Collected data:
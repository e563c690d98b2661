//! Intent classification with a deterministic keyword fallback.
//!
//! The primary path asks an [`IntentClassifier`] collaborator for a
//! proposal and resolves its card types against the catalog. Whenever the
//! collaborator is absent or fails, [`keyword_intent`] answers instead, so
//! classification itself never fails.

use async_trait::async_trait;
use cardwise_core::card::{Card, CardType};
use cardwise_core::collaborator::{IntentClassifier, IntentProposal};
use cardwise_core::error::{EngineError, ProviderError};
use cardwise_core::intent::{Intent, IntentCategory, IntentSource};
use cardwise_core::provider::{ChatMessage, Provider, ProviderRequest};
use serde::Deserialize;
use std::collections::BTreeSet;
use std::sync::Arc;
use tracing::{debug, warn};

/// Confidence reported by the fallback when no keyword matched.
const NO_MATCH_CONFIDENCE: u8 = 50;

/// Classify `message` against `catalog`.
pub async fn classify_intent(
    message: &str,
    catalog: &[Card],
    classifier: Option<&dyn IntentClassifier>,
) -> Intent {
    let Some(classifier) = classifier else {
        debug!("No intent classifier configured, using keyword fallback");
        return keyword_intent(message, catalog);
    };

    let available = available_types(catalog);
    match classifier.propose(message, &available).await {
        Ok(proposal) => intent_from_proposal(proposal, catalog),
        Err(e) => {
            let err = EngineError::ClassificationUnavailable(e.to_string());
            warn!(error = %err, "Falling back to keyword intent");
            keyword_intent(message, catalog)
        }
    }
}

/// Distinct card types in catalog order.
pub fn available_types(catalog: &[Card]) -> Vec<CardType> {
    let mut seen = BTreeSet::new();
    catalog
        .iter()
        .filter(|c| seen.insert(c.card_type.clone()))
        .map(|c| c.card_type.clone())
        .collect()
}

fn intent_from_proposal(proposal: IntentProposal, catalog: &[Card]) -> Intent {
    let relevant_card_ids = catalog
        .iter()
        .filter(|c| proposal.relevant_card_types.contains(&c.card_type))
        .map(|c| c.id.clone())
        .collect();

    debug!(
        category = %proposal.category,
        confidence = proposal.confidence,
        "Classifier proposed intent"
    );

    Intent {
        category: proposal.category,
        relevant_card_ids,
        confidence: proposal.confidence.min(100),
        reasoning: proposal.reasoning,
        source: IntentSource::Classifier,
    }
}

// ── Keyword fallback ──────────────────────────────────────────────────────

/// Deterministic keyword classification.
///
/// Each category counts how many of its keywords occur in the message as
/// whole words (a trailing plural `s` is accepted). The highest count wins;
/// ties go to the category declared first. Confidence is
/// `min(60 + 5 * hits, 90)`, or 50 with category `general` when nothing hit.
pub fn keyword_intent(message: &str, catalog: &[Card]) -> Intent {
    let haystack = normalize(message);

    let mut best = (IntentCategory::General, 0usize);
    for category in IntentCategory::ALL {
        let hits = category
            .keywords()
            .iter()
            .filter(|kw| contains_phrase(&haystack, kw))
            .count();
        if hits > best.1 {
            best = (category, hits);
        }
    }

    let (category, hits) = best;
    let confidence = if hits > 0 {
        (60 + hits * 5).min(90) as u8
    } else {
        NO_MATCH_CONFIDENCE
    };

    let relevant_card_ids = catalog
        .iter()
        .filter(|c| category.covers(&c.card_type))
        .map(|c| c.id.clone())
        .collect();

    Intent {
        category,
        relevant_card_ids,
        confidence,
        reasoning: if hits > 0 {
            format!("{hits} keyword match(es) for {category}")
        } else {
            "no category keywords matched".into()
        },
        source: IntentSource::KeywordFallback,
    }
}

/// Lowercase, collapse non-alphanumerics to single spaces, pad both ends.
fn normalize(text: &str) -> String {
    let mut out = String::with_capacity(text.len() + 2);
    out.push(' ');
    for word in text
        .split(|c: char| !c.is_alphanumeric())
        .filter(|w| !w.is_empty())
    {
        out.push_str(&word.to_lowercase());
        out.push(' ');
    }
    if out.len() == 1 {
        out.push(' ');
    }
    out
}

fn contains_phrase(haystack: &str, phrase: &str) -> bool {
    haystack.contains(&format!(" {phrase} ")) || haystack.contains(&format!(" {phrase}s "))
}

// ── Provider-backed classifier ────────────────────────────────────────────

/// An [`IntentClassifier`] that asks a text-generation provider for JSON.
pub struct LlmIntentClassifier {
    provider: Arc<dyn Provider>,
    model: String,
    temperature: f32,
}

impl LlmIntentClassifier {
    pub fn new(provider: Arc<dyn Provider>, model: impl Into<String>) -> Self {
        Self {
            provider,
            model: model.into(),
            temperature: 0.0,
        }
    }

    pub fn with_temperature(mut self, temperature: f32) -> Self {
        self.temperature = temperature;
        self
    }

    fn system_prompt(available: &[CardType]) -> String {
        let categories: Vec<&str> = IntentCategory::ALL.iter().map(|c| c.as_str()).collect();
        let types: Vec<&str> = available.iter().map(|t| t.as_str()).collect();
        format!(
            "Classify the user's message for a business assistant.\n\
             Categories: {}.\n\
             Knowledge card types available: {}.\n\
             Reply with only a JSON object: \
             {{\"category\": string, \"relevantCardTypes\": [string], \
             \"confidence\": integer 0-100, \"reasoning\": string}}.",
            categories.join(", "),
            if types.is_empty() { "none".to_string() } else { types.join(", ") },
        )
    }
}

#[derive(Debug, Deserialize)]
#[serde(rename_all = "camelCase")]
struct RawProposal {
    #[serde(default)]
    category: String,
    #[serde(default, alias = "relevant_card_types")]
    relevant_card_types: Vec<String>,
    #[serde(default)]
    confidence: Option<f64>,
    #[serde(default)]
    reasoning: String,
}

/// Parse a classifier reply, tolerating prose or code fences around the JSON.
pub fn parse_proposal(reply: &str) -> Result<IntentProposal, ProviderError> {
    let json = extract_json_object(reply)
        .ok_or_else(|| ProviderError::MalformedOutput("no JSON object in classifier reply".into()))?;
    let raw: RawProposal = serde_json::from_str(json)
        .map_err(|e| ProviderError::MalformedOutput(format!("classifier JSON: {e}")))?;

    Ok(IntentProposal {
        category: IntentCategory::parse_lenient(&raw.category),
        relevant_card_types: raw
            .relevant_card_types
            .iter()
            .map(|t| CardType::from(t.as_str()))
            .collect(),
        confidence: raw
            .confidence
            .filter(|c| c.is_finite())
            .map(|c| c.round().clamp(0.0, 100.0) as u8)
            .unwrap_or(NO_MATCH_CONFIDENCE),
        reasoning: raw.reasoning,
    })
}

fn extract_json_object(text: &str) -> Option<&str> {
    let start = text.find('{')?;
    let end = text.rfind('}')?;
    (end > start).then(|| &text[start..=end])
}

#[async_trait]
impl IntentClassifier for LlmIntentClassifier {
    async fn propose(
        &self,
        message: &str,
        available_types: &[CardType],
    ) -> Result<IntentProposal, ProviderError> {
        let mut request = ProviderRequest::new(
            self.model.clone(),
            vec![
                ChatMessage::system(Self::system_prompt(available_types)),
                ChatMessage::user(message),
            ],
        );
        request.temperature = self.temperature;
        request.max_tokens = Some(300);

        let response = self.provider.complete(request).await?;
        parse_proposal(&response.content)
    }
}

#[cfg(test)]
mod tests {
    use super::*;
    use crate::test_helpers::{card, ScriptedProvider, StubClassifier};

    fn catalog() -> Vec<Card> {
        vec![
            card("overview", CardType::BusinessOverview, "About Us", "We roast coffee."),
            card("voice", CardType::BrandVoice, "Brand Voice", "Friendly and warm."),
            card("products", CardType::ProductsServices, "Products", "Beans and gear."),
            card("rules", CardType::ComplianceRules, "Compliance", "No health claims."),
            card("setup", CardType::TechnicalSetup, "Setup", "Shopify store."),
        ]
    }

    #[test]
    fn fallback_picks_category_with_most_hits() {
        let intent = keyword_intent("Write a blog post about our new product", &catalog());
        // content_generation: write, blog, post = 3; business_info: about, product = 2
        assert_eq!(intent.category, IntentCategory::ContentGeneration);
        assert_eq!(intent.confidence, 75);
        assert_eq!(intent.source, IntentSource::KeywordFallback);
        assert_eq!(intent.relevant_card_ids, BTreeSet::from(["voice".to_string()]));
    }

    #[test]
    fn fallback_ties_favor_first_declared_category() {
        // one hit each: email, about, policy
        let intent = keyword_intent("email about the policy", &catalog());
        assert_eq!(intent.category, IntentCategory::ContentGeneration);
        assert_eq!(intent.confidence, 65);
    }

    #[test]
    fn fallback_confidence_caps_at_90() {
        let intent = keyword_intent(
            "legal compliance regulation disclaimer policy privacy terms gdpr",
            &catalog(),
        );
        assert_eq!(intent.category, IntentCategory::Compliance);
        assert_eq!(intent.confidence, 90);
        assert_eq!(intent.relevant_card_ids, BTreeSet::from(["rules".to_string()]));
    }

    #[test]
    fn fallback_without_hits_is_general_50() {
        let intent = keyword_intent("hello there!", &catalog());
        assert_eq!(intent.category, IntentCategory::General);
        assert_eq!(intent.confidence, 50);
        assert_eq!(intent.relevant_card_ids, BTreeSet::from(["overview".to_string()]));
    }

    #[test]
    fn fallback_matches_whole_words_and_plurals() {
        // "rapid" must not count as "api"; "products" counts as "product"
        let intent = keyword_intent("rapid questions about products", &catalog());
        assert_eq!(intent.category, IntentCategory::BusinessInfo);
        assert_eq!(intent.confidence, 70);
    }

    #[test]
    fn fallback_matches_multi_word_keyword() {
        let intent = keyword_intent("How do I set up my store?", &catalog());
        assert_eq!(intent.category, IntentCategory::TechnicalSetup);
    }

    #[test]
    fn empty_message_is_general() {
        let intent = keyword_intent("", &[]);
        assert_eq!(intent.category, IntentCategory::General);
        assert!(intent.relevant_card_ids.is_empty());
    }

    #[tokio::test]
    async fn classifier_types_resolve_to_catalog_ids() {
        let classifier = StubClassifier::proposing(IntentProposal {
            category: IntentCategory::BusinessInfo,
            relevant_card_types: vec![CardType::ProductsServices, CardType::Faq],
            confidence: 88,
            reasoning: "asks about products".into(),
        });

        let intent = classify_intent("what do you sell?", &catalog(), Some(&classifier)).await;
        assert_eq!(intent.source, IntentSource::Classifier);
        assert_eq!(intent.category, IntentCategory::BusinessInfo);
        assert_eq!(intent.confidence, 88);
        assert_eq!(intent.relevant_card_ids, BTreeSet::from(["products".to_string()]));
    }

    #[tokio::test]
    async fn classifier_receives_available_types() {
        let classifier = StubClassifier::proposing(IntentProposal {
            category: IntentCategory::General,
            relevant_card_types: vec![],
            confidence: 40,
            reasoning: String::new(),
        });
        classify_intent("hi", &catalog(), Some(&classifier)).await;
        let seen = classifier.seen_types();
        assert_eq!(seen.len(), 5);
        assert_eq!(seen[0], CardType::BusinessOverview);
    }

    #[tokio::test]
    async fn classifier_failure_uses_fallback() {
        let classifier = StubClassifier::failing(ProviderError::Timeout("slow".into()));
        let intent = classify_intent("Write a tweet", &catalog(), Some(&classifier)).await;
        assert_eq!(intent.source, IntentSource::KeywordFallback);
        assert_eq!(intent.category, IntentCategory::ContentGeneration);
    }

    #[tokio::test]
    async fn missing_classifier_uses_fallback() {
        let intent = classify_intent("pricing?", &catalog(), None).await;
        assert_eq!(intent.source, IntentSource::KeywordFallback);
        assert_eq!(intent.category, IntentCategory::BusinessInfo);
    }

    #[test]
    fn parse_proposal_tolerates_fences() {
        let reply = "Sure!\n```json\n{\"category\": \"compliance\", \"relevantCardTypes\": [\"COMPLIANCE_RULES\"], \"confidence\": 91.6, \"reasoning\": \"asks about claims\"}\n```";
        let proposal = parse_proposal(reply).unwrap();
        assert_eq!(proposal.category, IntentCategory::Compliance);
        assert_eq!(proposal.relevant_card_types, vec![CardType::ComplianceRules]);
        assert_eq!(proposal.confidence, 92);
    }

    #[test]
    fn parse_proposal_clamps_and_defaults() {
        let proposal = parse_proposal(
            r#"{"category": "astrology", "relevant_card_types": ["MYSTERY"], "confidence": 250}"#,
        )
        .unwrap();
        assert_eq!(proposal.category, IntentCategory::General);
        assert_eq!(proposal.relevant_card_types, vec![CardType::Other("MYSTERY".into())]);
        assert_eq!(proposal.confidence, 100);
    }

    #[test]
    fn parse_proposal_rejects_prose() {
        assert!(matches!(
            parse_proposal("I think it's about pricing."),
            Err(ProviderError::MalformedOutput(_))
        ));
    }

    #[tokio::test]
    async fn llm_classifier_sends_types_and_parses_reply() {
        let provider = Arc::new(ScriptedProvider::new(vec![
            r#"{"category": "business_info", "relevantCardTypes": ["PRODUCTS_SERVICES"], "confidence": 80, "reasoning": "products"}"#,
        ]));
        let classifier = LlmIntentClassifier::new(provider.clone(), "classifier-model");

        let proposal = classifier
            .propose("what do you sell", &[CardType::ProductsServices])
            .await
            .unwrap();
        assert_eq!(proposal.category, IntentCategory::BusinessInfo);

        let requests = provider.requests();
        assert_eq!(requests[0].model, "classifier-model");
        assert!(requests[0].messages[0].content.contains("PRODUCTS_SERVICES"));
    }
}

● **Exercise goal**: Copy out, word for word, the part of the entries above that begins at the line with "let Some(classifier) = classifier" and ends at the line with "match classifier.propose(message, &available).await", including both.

● **Exercise answer**:
    let Some(classifier) = classifier else {
        debug!("No intent classifier configured, using keyword fallback");
        return keyword_intent(message, catalog);
    };

    let available = available_types(catalog);
    match classifier.propose(message, &available).await {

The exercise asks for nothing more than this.